» Task description
Go through the entries below and copy each line that holds the word "response".

» Supplied entries
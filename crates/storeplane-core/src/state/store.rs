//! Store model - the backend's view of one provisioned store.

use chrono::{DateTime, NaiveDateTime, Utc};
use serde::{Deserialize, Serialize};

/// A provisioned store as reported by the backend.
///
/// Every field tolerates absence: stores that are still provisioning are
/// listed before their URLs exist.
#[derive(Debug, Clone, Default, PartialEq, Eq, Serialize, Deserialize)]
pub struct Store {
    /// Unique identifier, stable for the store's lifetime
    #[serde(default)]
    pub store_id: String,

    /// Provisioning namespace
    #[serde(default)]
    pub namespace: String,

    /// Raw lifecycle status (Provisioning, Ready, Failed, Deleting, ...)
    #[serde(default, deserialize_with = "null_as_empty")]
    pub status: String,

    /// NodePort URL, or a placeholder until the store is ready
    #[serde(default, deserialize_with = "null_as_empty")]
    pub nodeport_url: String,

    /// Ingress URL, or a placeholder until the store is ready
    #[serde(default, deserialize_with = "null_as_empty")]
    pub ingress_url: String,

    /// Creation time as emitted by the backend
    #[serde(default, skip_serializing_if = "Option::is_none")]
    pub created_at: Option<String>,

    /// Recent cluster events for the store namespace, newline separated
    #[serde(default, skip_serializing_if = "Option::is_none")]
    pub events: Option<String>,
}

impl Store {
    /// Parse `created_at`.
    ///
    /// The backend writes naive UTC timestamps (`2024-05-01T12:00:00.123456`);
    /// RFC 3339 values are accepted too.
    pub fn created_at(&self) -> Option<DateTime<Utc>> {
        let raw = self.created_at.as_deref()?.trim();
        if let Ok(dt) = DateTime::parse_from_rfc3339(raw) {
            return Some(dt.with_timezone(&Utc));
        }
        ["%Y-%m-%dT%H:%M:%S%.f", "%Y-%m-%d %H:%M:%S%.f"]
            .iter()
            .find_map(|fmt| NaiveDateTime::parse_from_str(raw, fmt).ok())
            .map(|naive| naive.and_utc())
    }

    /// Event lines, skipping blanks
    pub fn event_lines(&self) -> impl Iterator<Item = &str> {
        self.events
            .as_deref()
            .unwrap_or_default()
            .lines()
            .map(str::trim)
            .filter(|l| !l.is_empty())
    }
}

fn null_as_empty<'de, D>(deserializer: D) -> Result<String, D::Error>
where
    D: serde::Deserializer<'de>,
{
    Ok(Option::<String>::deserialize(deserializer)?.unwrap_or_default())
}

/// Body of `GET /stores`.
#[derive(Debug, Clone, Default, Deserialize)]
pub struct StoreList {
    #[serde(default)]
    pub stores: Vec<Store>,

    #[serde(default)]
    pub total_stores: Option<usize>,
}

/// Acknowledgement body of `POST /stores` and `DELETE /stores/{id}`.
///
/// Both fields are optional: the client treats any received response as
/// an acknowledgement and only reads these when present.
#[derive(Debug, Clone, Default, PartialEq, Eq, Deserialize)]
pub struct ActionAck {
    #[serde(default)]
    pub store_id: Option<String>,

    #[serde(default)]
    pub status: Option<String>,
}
---
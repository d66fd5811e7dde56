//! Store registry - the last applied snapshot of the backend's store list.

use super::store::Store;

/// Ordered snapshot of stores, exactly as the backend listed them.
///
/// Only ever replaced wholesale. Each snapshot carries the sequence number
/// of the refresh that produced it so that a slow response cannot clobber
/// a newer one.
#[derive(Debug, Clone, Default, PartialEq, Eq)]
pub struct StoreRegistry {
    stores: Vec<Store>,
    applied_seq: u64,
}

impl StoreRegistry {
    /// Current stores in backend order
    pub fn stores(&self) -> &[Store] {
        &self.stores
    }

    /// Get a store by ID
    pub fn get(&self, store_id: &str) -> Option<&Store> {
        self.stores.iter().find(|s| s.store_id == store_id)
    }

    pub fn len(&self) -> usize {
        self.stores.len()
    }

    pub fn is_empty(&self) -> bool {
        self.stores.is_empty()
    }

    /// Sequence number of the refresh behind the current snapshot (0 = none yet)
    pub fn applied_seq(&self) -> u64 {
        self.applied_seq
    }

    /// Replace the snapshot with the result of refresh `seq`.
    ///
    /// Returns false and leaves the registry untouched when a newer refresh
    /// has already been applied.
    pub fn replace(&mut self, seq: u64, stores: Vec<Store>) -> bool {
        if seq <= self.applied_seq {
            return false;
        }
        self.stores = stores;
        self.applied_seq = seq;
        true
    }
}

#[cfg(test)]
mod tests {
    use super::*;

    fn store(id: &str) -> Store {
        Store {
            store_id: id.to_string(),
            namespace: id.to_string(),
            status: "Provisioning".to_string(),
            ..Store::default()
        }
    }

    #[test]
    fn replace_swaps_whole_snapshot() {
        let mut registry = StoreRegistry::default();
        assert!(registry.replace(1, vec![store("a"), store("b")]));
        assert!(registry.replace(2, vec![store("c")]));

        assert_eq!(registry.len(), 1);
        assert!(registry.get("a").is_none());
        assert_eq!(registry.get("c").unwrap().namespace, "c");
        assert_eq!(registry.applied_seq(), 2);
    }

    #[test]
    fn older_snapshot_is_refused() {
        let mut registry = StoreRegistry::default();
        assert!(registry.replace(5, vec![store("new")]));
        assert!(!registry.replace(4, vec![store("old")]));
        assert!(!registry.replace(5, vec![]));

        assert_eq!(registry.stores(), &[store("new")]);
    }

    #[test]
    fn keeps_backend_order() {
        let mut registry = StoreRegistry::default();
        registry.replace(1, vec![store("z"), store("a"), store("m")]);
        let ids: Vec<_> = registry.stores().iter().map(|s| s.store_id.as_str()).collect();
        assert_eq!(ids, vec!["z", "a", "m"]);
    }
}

» Finished exercise
/// Both fields are optional: the client treats any received response as
/// of the refresh that produced it so that a slow response cannot clobber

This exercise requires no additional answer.